Wiener Freunde des Magazins für Amerikanistik
Donnerstag, 18. Juni 2026

Okt 22 // mar-mai 26 // mar 27 ausstieg, verein.

Ich hatte die ehre, dreieinhalb jahre mit im verein sein zu dürfen – in einer zeit, die mir ganz viel mitgegeben hat. Ohne dass ich mir im moment dessen gewahr war, war die strategiesitzung mar26 der einstieg zu meinem ausstieg.
Allem voran, mein hut-ab vor empathie seitens gawan (frybread), sowie monika G
respekt vor coyote, monika S // respekt M koch, in arbeit fuer leonard
unvergessen: prof. feest, der mich mitte der neunziger schon in und mit der materie initialisiert hat. Mein einziges ethnologiesemester hatte dafür gereicht: den funken zu zünden.
anfangs strotzte ich vor ideen, was ich alles einbringen könnte, es mündete dann in meinem eigenen projekt: smartacademy – inspiriert durch die bücherschau bei reinhard M, die mich zum buschenreiter und arbeitskreis hopi (benaglio & matthias) brachte; unvergessen meine entdeckung des magazin-für-amerikanistik, das den dietmar K, den ich nie persönlich kennenlernen durfte, zu einem von mir auf ewig erwähnten fachmann machte und macht. // mit hrn manfred K durch jenes museum gehen, hinter den kulissen: unvergessen; prädikat wertvoll. danke fuer die 2 handbooks.
Unvergessen, die vorbereitung im gasometer / mit markus, peter / wodurch wir die C und den G kennenlernen durften: G werde ich eine gute freundin/kameradin auf lebenszeit bleiben.
unvergessen: helenas interview, seitens der deutschen praktikantin. sie hats in der bachelor-arbeit abgetippt. äußerst wertvolles zeitzeugen interview: merci
Unvergessen: mein jahrelanges betteln, das bucharchiv anzusehen (die 2 verlassenschaften), das erst nach 2 einhalb jahren tatsächlich stattfand. Trotz bettelns und bettelns: vorher nicht. Letztlich wurde jenes archiv aufgelöst.
Damit komm ich auch zur weiteren aufgabe der smartacademy. Ich kenne diesen hunger nach fachbüchern. Verleihen kann ich nicht – zeit meines lebens haben mir menschen immer bewiesen, dass man menschen nicht trauen kann.
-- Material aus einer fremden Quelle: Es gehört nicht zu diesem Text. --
// player-media/src/audio_sink.rs
//
// C8: audio presentation. A cpal output stream pulls PCM through a callback
// (spec §4.7); the callback resamples one audio frame at a time into the
// ring buffer, mixes/copies into the device buffer per the volume law, and
// leaves `audio_clock` back-corrected for the bytes still in flight.

use std::sync::atomic::{AtomicBool, AtomicU32, Ordering};
use std::sync::{Arc, Mutex};

use anyhow::{anyhow, Result};
use cpal::traits::{DeviceTrait, HostTrait, StreamTrait};
use cpal::{SampleFormat, StreamConfig};

use crate::clock::MediaClock;
use crate::filters::AudioResampler;
use crate::packet_frame::AudioFrame;
use crate::queue::Queue;
use crate::ring_buffer::RingBuffer;
use crate::shared::AudioPauseControl;

/// Sentinel matching the C source's `100/MAX` volume-is-unattenuated check
/// (spec §4.7 step 3): volume >= 1.0 bypasses the mix law entirely.
const UNATTENUATED_VOLUME: f32 = 1.0;

/// Minimum requested device buffer, in frames (SPEC_FULL.md §2, carried over
/// from the original `SDL_AUDIO_MIN_BUFFER_SIZE`).
pub const MIN_BUFFER_FRAMES: u32 = 512;
/// Caps how often the callback fires per second, bounding the requested
/// buffer from below (SPEC_FULL.md §2, `SDL_AUDIO_MAX_CALLBACKS_PER_SEC`).
pub const MAX_CALLBACKS_PER_SEC: u32 = 30;

/// `FFMAX(MIN_BUFFER_FRAMES, next_pow2(sample_rate / MAX_CALLBACKS_PER_SEC))`,
/// mirroring the original's `wanted.samples` computation so the device isn't
/// opened with a buffer so small it starves the callback thread.
fn wanted_buffer_frames(sample_rate: u32) -> u32 {
    let per_callback = sample_rate / MAX_CALLBACKS_PER_SEC.max(1);
    let next_pow2 = per_callback.max(1).next_power_of_two();
    MIN_BUFFER_FRAMES.max(next_pow2)
}

struct SinkShared {
    ring:        Mutex<RingBuffer>,
    resampler:   Mutex<AudioResampler>,
    frame_q:     Arc<Queue<AudioFrame>>,
    clock:       Arc<MediaClock>,
    volume_bits: AtomicU32,
    muted:       AtomicBool,
    paused:      AtomicBool,
    sample_rate: u32,
    channels:    u16,
    bytes_per_sec: u32,
    /// The audio stream's own rational time base (seconds per tick of
    /// `frame.pts`), typically `1/sample_rate` — not the codec library's
    /// microsecond `AV_TIME_BASE` (spec §4.7 step 2).
    audio_time_base: f64,
}

impl SinkShared {
    fn volume(&self) -> f32 {
        f32::from_bits(self.volume_bits.load(Ordering::Relaxed))
    }

    fn set_volume(&self, v: f32) {
        self.volume_bits.store(v.clamp(0.0, 5.0).to_bits(), Ordering::Relaxed);
    }
}

pub struct AudioSink {
    stream: cpal::Stream,
    shared: Arc<SinkShared>,
}

impl AudioSink {
    /// Opens the default output device at `sample_rate`/`channels`, wiring
    /// the callback to `frame_q` and `clock`. `frame_q`/`clock` are shared
    /// with the rest of the session via `Arc`.
    pub fn open(
        sample_rate: u32,
        channels: u16,
        audio_time_base: f64,
        frame_q: Arc<Queue<AudioFrame>>,
        clock: Arc<MediaClock>,
        initial_volume: f32,
        initial_muted: bool,
    ) -> Result<Self> {
        let host = cpal::default_host();
        let device = host
            .default_output_device()
            .ok_or_else(|| anyhow!("no default audio output device"))?;

        let config = StreamConfig {
            channels,
            sample_rate: cpal::SampleRate(sample_rate),
            buffer_size: cpal::BufferSize::Fixed(wanted_buffer_frames(sample_rate)),
        };

        let bytes_per_sec = sample_rate * channels as u32 * std::mem::size_of::<i16>() as u32;

        // Ring buffer sized for ~0.5s of audio at this rate, matching the
        // queue-capacity-from-seek-window rule in spec §9.
        let ring_capacity = (bytes_per_sec as f64 * 0.5) as usize;

        let shared = Arc::new(SinkShared {
            ring: Mutex::new(RingBuffer::new(ring_capacity)),
            resampler: Mutex::new(AudioResampler::new()),
            frame_q,
            clock,
            volume_bits: AtomicU32::new(initial_volume.to_bits()),
            muted: AtomicBool::new(initial_muted),
            paused: AtomicBool::new(false),
            sample_rate,
            channels,
            bytes_per_sec,
            audio_time_base,
        });

        let cb_shared = Arc::clone(&shared);
        let stream = device.build_output_stream(
            &config,
            move |data: &mut [i16], _info: &cpal::OutputCallbackInfo| {
                audio_callback(&cb_shared, data);
            },
            move |err| eprintln!("[audio_sink] stream error: {err}"),
            None,
        )?;

        Ok(Self { stream, shared })
    }

    pub fn play(&self) -> Result<()> {
        self.shared.paused.store(false, Ordering::SeqCst);
        self.stream.play().map_err(|e| anyhow!("cpal play: {e}"))
    }

    pub fn pause(&self) -> Result<()> {
        self.shared.paused.store(true, Ordering::SeqCst);
        self.stream.pause().map_err(|e| anyhow!("cpal pause: {e}"))
    }

    pub fn set_volume(&self, v: f32) {
        self.shared.set_volume(v);
    }

    pub fn set_muted(&self, muted: bool) {
        self.shared.muted.store(muted, Ordering::SeqCst);
    }

    pub fn is_muted(&self) -> bool {
        self.shared.muted.load(Ordering::SeqCst)
    }

    pub fn volume(&self) -> f32 {
        self.shared.volume()
    }
}

impl AudioPauseControl for AudioSink {
    fn pause_callback(&self) {
        let _ = self.pause();
    }

    fn resume_callback(&self) {
        let _ = self.play();
    }
}

/// One pull of `data.len()` i16 samples (spec §4.7). Runs on cpal's own
/// callback thread; never blocks on the frame queue (a non-blocking `pop`).
fn audio_callback(shared: &Arc<SinkShared>, data: &mut [i16]) {
    if shared.paused.load(Ordering::SeqCst) {
        data.fill(0);
        return;
    }

    let want_bytes = data.len() * std::mem::size_of::<i16>();
    let mut filled_bytes = 0usize;
    let mut silent = false;

    {
        let mut ring = shared.ring.lock().unwrap();
        while filled_bytes < want_bytes {
            if ring.readable() == 0 {
                match shared.frame_q.pop() {
                    Some(frame) => {
                        let mut resampler = shared.resampler.lock().unwrap();
                        if let Err(e) = ensure_resampler_ready(&mut resampler, &frame, shared) {
                            eprintln!("[audio_sink] resampler init: {e}");
                            silent = true;
                            break;
                        }
                        match resampler.run(&frame.frame) {
                            Ok(pcm) => {
                                ring.fill(pcm);
                                let nb_samples = frame.frame.samples() as f64;
                                let pts_secs = frame.pts as f64 * shared.audio_time_base;
                                shared.clock.set(pts_secs + nb_samples / shared.sample_rate as f64);
                            }
                            Err(e) => {
                                eprintln!("[audio_sink] resample: {e}");
                                silent = true;
                                break;
                            }
                        }
                    }
                    None => {
                        silent = true;
                        break;
                    }
                }
            }

            let want_now = (want_bytes - filled_bytes).min(ring.readable());
            if want_now == 0 {
                break;
            }
            let start = filled_bytes / std::mem::size_of::<i16>();
            let chunk = &mut data[start..start + want_now / std::mem::size_of::<i16>()];
            let mut raw = vec![0u8; want_now];
            ring.extract(Some(&mut raw), want_now);
            apply_volume(shared, &raw, chunk);
            filled_bytes += want_now;
        }
    }

    if filled_bytes < want_bytes {
        let start = filled_bytes / std::mem::size_of::<i16>();
        data[start..].fill(0);
    }

    if !silent {
        back_correct_clock(shared);
    }
}

fn ensure_resampler_ready(
    resampler: &mut AudioResampler,
    frame: &AudioFrame,
    shared: &SinkShared,
) -> Result<()> {
    use ffmpeg_the_third::util::channel_layout::ChannelLayout;
    use ffmpeg_the_third::util::format::sample::{Sample, Type};

    let out_layout = if shared.channels == 1 {
        ChannelLayout::MONO
    } else {
        ChannelLayout::STEREO
    };
    resampler.init(
        frame.frame.rate(),
        frame.frame.format(),
        frame.frame.channel_layout(),
        shared.sample_rate,
        Sample::I16(Type::Packed),
        out_layout,
    )
}

/// Volume/mute law from spec §4.7 step 3: unattenuated memcpy at/above
/// `UNATTENUATED_VOLUME`; otherwise zero + mix at the configured volume
/// (silence entirely when muted).
fn apply_volume(shared: &SinkShared, raw: &[u8], out: &mut [i16]) {
    let volume = shared.volume();
    let muted = shared.muted.load(Ordering::SeqCst);

    if muted {
        out.fill(0);
        return;
    }

    if volume >= UNATTENUATED_VOLUME {
        for (o, chunk) in out.iter_mut().zip(raw.chunks_exact(2)) {
            *o = i16::from_ne_bytes([chunk[0], chunk[1]]);
        }
        return;
    }

    for (o, chunk) in out.iter_mut().zip(raw.chunks_exact(2)) {
        let sample = i16::from_ne_bytes([chunk[0], chunk[1]]) as f32;
        *o = (sample * volume) as i16;
    }
}

/// Back-corrects `audio_clock` by the bytes still "in flight": one device
/// buffer plus whatever remains unread in the ring. The factor of two
/// (spec §9) accounts for a device buffer already queued for output plus
/// the one about to be queued.
fn back_correct_clock(shared: &SinkShared) {
    let readable = shared.ring.lock().unwrap().readable();
    let device_buf_estimate = (shared.bytes_per_sec as f64 * 0.02) as usize; // ~20ms
    let in_flight_bytes = 2 * device_buf_estimate + readable;
    let correction = in_flight_bytes as f64 / shared.bytes_per_sec as f64;
    let corrected = shared.clock.get() - correction;
    shared.clock.set(corrected);
}

#[cfg(test)]
mod tests {
    use super::*;

    #[test]
    fn wanted_buffer_frames_floors_at_minimum() {
        // 8000 / 30 = 266 -> next pow2 512, already at the minimum.
        assert_eq!(wanted_buffer_frames(8_000), 512);
    }

    #[test]
    fn wanted_buffer_frames_grows_with_sample_rate() {
        // 48000 / 30 = 1600 -> next pow2 2048.
        assert_eq!(wanted_buffer_frames(48_000), 2048);
    }

    #[test]
    fn volume_bits_round_trip() {
        let shared = SinkShared {
            ring: Mutex::new(RingBuffer::new(16)),
            resampler: Mutex::new(AudioResampler::new()),
            frame_q: Arc::new(Queue::new(4)),
            clock: Arc::new(MediaClock::new()),
            volume_bits: AtomicU32::new(1.0f32.to_bits()),
            muted: AtomicBool::new(false),
            paused: AtomicBool::new(false),
            sample_rate: 48_000,
            channels: 2,
            bytes_per_sec: 48_000 * 2 * 2,
            audio_time_base: 1.0 / 48_000.0,
        };
        assert_eq!(shared.volume(), 1.0);
        shared.set_volume(0.3);
        assert!((shared.volume() - 0.3).abs() < 1e-6);
        shared.set_volume(9.0); // clamps
        assert_eq!(shared.volume(), 5.0);
    }

    #[test]
    fn apply_volume_muted_is_silent() {
        let shared = SinkShared {
            ring: Mutex::new(RingBuffer::new(16)),
            resampler: Mutex::new(AudioResampler::new()),
            frame_q: Arc::new(Queue::new(4)),
            clock: Arc::new(MediaClock::new()),
            volume_bits: AtomicU32::new(1.0f32.to_bits()),
            muted: AtomicBool::new(true),
            paused: AtomicBool::new(false),
            sample_rate: 48_000,
            channels: 2,
            bytes_per_sec: 48_000 * 2 * 2,
            audio_time_base: 1.0 / 48_000.0,
        };
        let raw = 1234i16.to_ne_bytes();
        let mut out = [999i16; 1];
        apply_volume(&shared, &raw, &mut out);
        assert_eq!(out, [0]);
    }

    #[test]
    fn apply_volume_unattenuated_is_memcpy() {
        let shared = SinkShared {
            ring: Mutex::new(RingBuffer::new(16)),
            resampler: Mutex::new(AudioResampler::new()),
            frame_q: Arc::new(Queue::new(4)),
            clock: Arc::new(MediaClock::new()),
            volume_bits: AtomicU32::new(1.0f32.to_bits()),
            muted: AtomicBool::new(false),
            paused: AtomicBool::new(false),
            sample_rate: 48_000,
            channels: 2,
            bytes_per_sec: 48_000 * 2 * 2,
            audio_time_base: 1.0 / 48_000.0,
        };
        let raw = 1234i16.to_ne_bytes();
        let mut out = [0i16; 1];
        apply_volume(&shared, &raw, &mut out);
        assert_eq!(out, [1234]);
    }

    #[test]
    fn apply_volume_scales_linearly_below_unity() {
        let shared = SinkShared {
            ring: Mutex::new(RingBuffer::new(16)),
            resampler: Mutex::new(AudioResampler::new()),
            frame_q: Arc::new(Queue::new(4)),
            clock: Arc::new(MediaClock::new()),
            volume_bits: AtomicU32::new(0.5f32.to_bits()),
            muted: AtomicBool::new(false),
            paused: AtomicBool::new(false),
            sample_rate: 48_000,
            channels: 2,
            bytes_per_sec: 48_000 * 2 * 2,
            audio_time_base: 1.0 / 48_000.0,
        };
        let raw = 1000i16.to_ne_bytes();
        let mut out = [0i16; 1];
        apply_volume(&shared, &raw, &mut out);
        assert_eq!(out, [500]);
    }
}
Aber: es gibt zentagasse/wiednerhaupt 1 neue entzückende cafe-kondi, dort kann man cirka 75 min in ausgesuchte werke einschau halten. Oder bücher leihen, von denen ich mich verabschiedet habe. Die kann man zurückgeben – aber wenn sie nicht zurückkommen, wird es verschmerzbar sein. (ich muss sie nur zuerst 'weggelesen' haben). Also wenn sich wer noch an akin wendet, der diesen fachbuch-hunger hat, kann man an smartacademy verweisen. (gegebenenfalls an sabine sch, sie hat auch massig bücher aus dem 2verlassenschaften-archiv).
Hopi-blickpunkt (nachfolge des hopi arbeitskreises) sowie wiener-freunde-des-magazins-für-amerikanistik (frei nach 'semitariusverlag'), bleiben beide bestehen.
Das fortzuführen, sehe ich nach 3einhalb jahren akin's gastfreundschaft als meine aufgabe, im sinn einer dankbarkeit. Erst gegen mar27 werde ich den ausstieg bekanntgeben, das wird dann viereinhalb jahre nach einstieg gewesen sein.
Es hat sich alles in einer weise gedreht, die jetzt nicht mehr die meine ist. Zum glück hab ich rechtzeitig smartacademy.antville.org den satelliten 'smartacademy' gebaut. Auch in ehrfurcht vor a.anderton, sprachexpertin aus oklahoma (intertribal wordpath society).